Exercise requirements —
Go through the listing below and output it word for word.

<<<<

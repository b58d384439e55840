use clap::Args;
use rust_decimal::Decimal;
use serde_json::Value;

use tax_engine_core::config::WithholdingCategory;
use tax_engine_core::levies::consumption::{self, ExtractInput, TaxInput};
use tax_engine_core::levies::invoice::{self, InvoiceInput};
use tax_engine_core::TaxEngine;

use crate::input;

/// Arguments for the levy breakdown on a taxable amount
#[derive(Args)]
pub struct TaxesArgs {
    /// Taxable subtotal (before levies)
    #[arg(long)]
    pub amount: Option<Decimal>,

    /// Also compute the informational withholding figure
    #[arg(long)]
    pub withholding: bool,

    /// Withholding category: standard, rent, professional_services, goods
    #[arg(long, default_value = "standard")]
    pub category: WithholdingCategory,

    /// Round figures to two decimals for display
    #[arg(long)]
    pub round: bool,

    /// Path to JSON input file (overrides individual flags)
    #[arg(long)]
    pub input: Option<String>,
}

/// Arguments for splitting a tax-inclusive total
#[derive(Args)]
pub struct ExtractArgs {
    /// Tax-inclusive total
    #[arg(long)]
    pub gross: Option<Decimal>,

    /// Also compute the informational withholding figure
    #[arg(long)]
    pub withholding: bool,

    /// Withholding category: standard, rent, professional_services, goods
    #[arg(long, default_value = "standard")]
    pub category: WithholdingCategory,

    /// Path to JSON input file (overrides individual flags)
    #[arg(long)]
    pub input: Option<String>,
}

/// Arguments for invoice totals
#[derive(Args)]
pub struct InvoiceArgs {
    /// Path to JSON input file with invoice lines
    #[arg(long)]
    pub input: Option<String>,
}

pub fn run_taxes(args: TaxesArgs, engine: &TaxEngine) -> Result<Value, Box<dyn std::error::Error>> {
    let tax_input: TaxInput = match input::read_input(args.input.as_deref())? {
        Some(parsed) => parsed,
        None => TaxInput {
            amount: args.amount.ok_or("--amount is required (or provide --input)")?,
            include_withholding: args.withholding,
            withholding_category: args.category,
        },
    };
    let mut output = consumption::compute_taxes(engine, &tax_input)?;
    if args.round {
        output.result = output.result.rounded(tax_engine_core::DISPLAY_DECIMAL_PLACES);
    }
    Ok(serde_json::to_value(output)?)
}

pub fn run_extract(args: ExtractArgs, engine: &TaxEngine) -> Result<Value, Box<dyn std::error::Error>> {
    let extract_input: ExtractInput = match input::read_input(args.input.as_deref())? {
        Some(parsed) => parsed,
        None => ExtractInput {
            gross_total: args.gross.ok_or("--gross is required (or provide --input)")?,
            include_withholding: args.withholding,
            withholding_category: args.category,
        },
    };
    let output = consumption::compute_extracted_taxes(engine, &extract_input)?;
    Ok(serde_json::to_value(output)?)
}

pub fn run_invoice(args: InvoiceArgs, engine: &TaxEngine) -> Result<Value, Box<dyn std::error::Error>> {
    let invoice_input: InvoiceInput = input::read_input(args.input.as_deref())?
        .ok_or("--input <file.json> or stdin required for invoice totals")?;
    let output = invoice::compute_invoice(engine, &invoice_input)?;
    Ok(serde_json::to_value(output)?)
}
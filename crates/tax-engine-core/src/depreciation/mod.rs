pub mod annual;
pub mod schedule;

>>>>

Written reply —
repository b58d384439e55840
use clap::Args;
use rust_decimal::Decimal;
use serde_json::Value;

use tax_engine_core::config::WithholdingCategory;
use tax_engine_core::levies::consumption::{self, ExtractInput, TaxInput};
use tax_engine_core::levies::invoice::{self, InvoiceInput};
use tax_engine_core::TaxEngine;

use crate::input;

/// Arguments for the levy breakdown on a taxable amount
#[derive(Args)]
pub struct TaxesArgs {
    /// Taxable subtotal (before levies)
    #[arg(long)]
    pub amount: Option<Decimal>,

    /// Also compute the informational withholding figure
    #[arg(long)]
    pub withholding: bool,

    /// Withholding category: standard, rent, professional_services, goods
    #[arg(long, default_value = "standard")]
    pub category: WithholdingCategory,

    /// Round figures to two decimals for display
    #[arg(long)]
    pub round: bool,

    /// Path to JSON input file (overrides individual flags)
    #[arg(long)]
    pub input: Option<String>,
}

/// Arguments for splitting a tax-inclusive total
#[derive(Args)]
pub struct ExtractArgs {
    /// Tax-inclusive total
    #[arg(long)]
    pub gross: Option<Decimal>,

    /// Also compute the informational withholding figure
    #[arg(long)]
    pub withholding: bool,

    /// Withholding category: standard, rent, professional_services, goods
    #[arg(long, default_value = "standard")]
    pub category: WithholdingCategory,

    /// Path to JSON input file (overrides individual flags)
    #[arg(long)]
    pub input: Option<String>,
}

/// Arguments for invoice totals
#[derive(Args)]
pub struct InvoiceArgs {
    /// Path to JSON input file with invoice lines
    #[arg(long)]
    pub input: Option<String>,
}

pub fn run_taxes(args: TaxesArgs, engine: &TaxEngine) -> Result<Value, Box<dyn std::error::Error>> {
    let tax_input: TaxInput = match input::read_input(args.input.as_deref())? {
        Some(parsed) => parsed,
        None => TaxInput {
            amount: args.amount.ok_or("--amount is required (or provide --input)")?,
            include_withholding: args.withholding,
            withholding_category: args.category,
        },
    };
    let mut output = consumption::compute_taxes(engine, &tax_input)?;
    if args.round {
        output.result = output.result.rounded(tax_engine_core::DISPLAY_DECIMAL_PLACES);
    }
    Ok(serde_json::to_value(output)?)
}

pub fn run_extract(args: ExtractArgs, engine: &TaxEngine) -> Result<Value, Box<dyn std::error::Error>> {
    let extract_input: ExtractInput = match input::read_input(args.input.as_deref())? {
        Some(parsed) => parsed,
        None => ExtractInput {
            gross_total: args.gross.ok_or("--gross is required (or provide --input)")?,
            include_withholding: args.withholding,
            withholding_category: args.category,
        },
    };
    let output = consumption::compute_extracted_taxes(engine, &extract_input)?;
    Ok(serde_json::to_value(output)?)
}

pub fn run_invoice(args: InvoiceArgs, engine: &TaxEngine) -> Result<Value, Box<dyn std::error::Error>> {
    let invoice_input: InvoiceInput = input::read_input(args.input.as_deref())?
        .ok_or("--input <file.json> or stdin required for invoice totals")?;
    let output = invoice::compute_invoice(engine, &invoice_input)?;
    Ok(serde_json::to_value(output)?)
}
filename crates/tax-engine-core/src/depreciation/mod.rs
pub mod annual;
pub mod schedule;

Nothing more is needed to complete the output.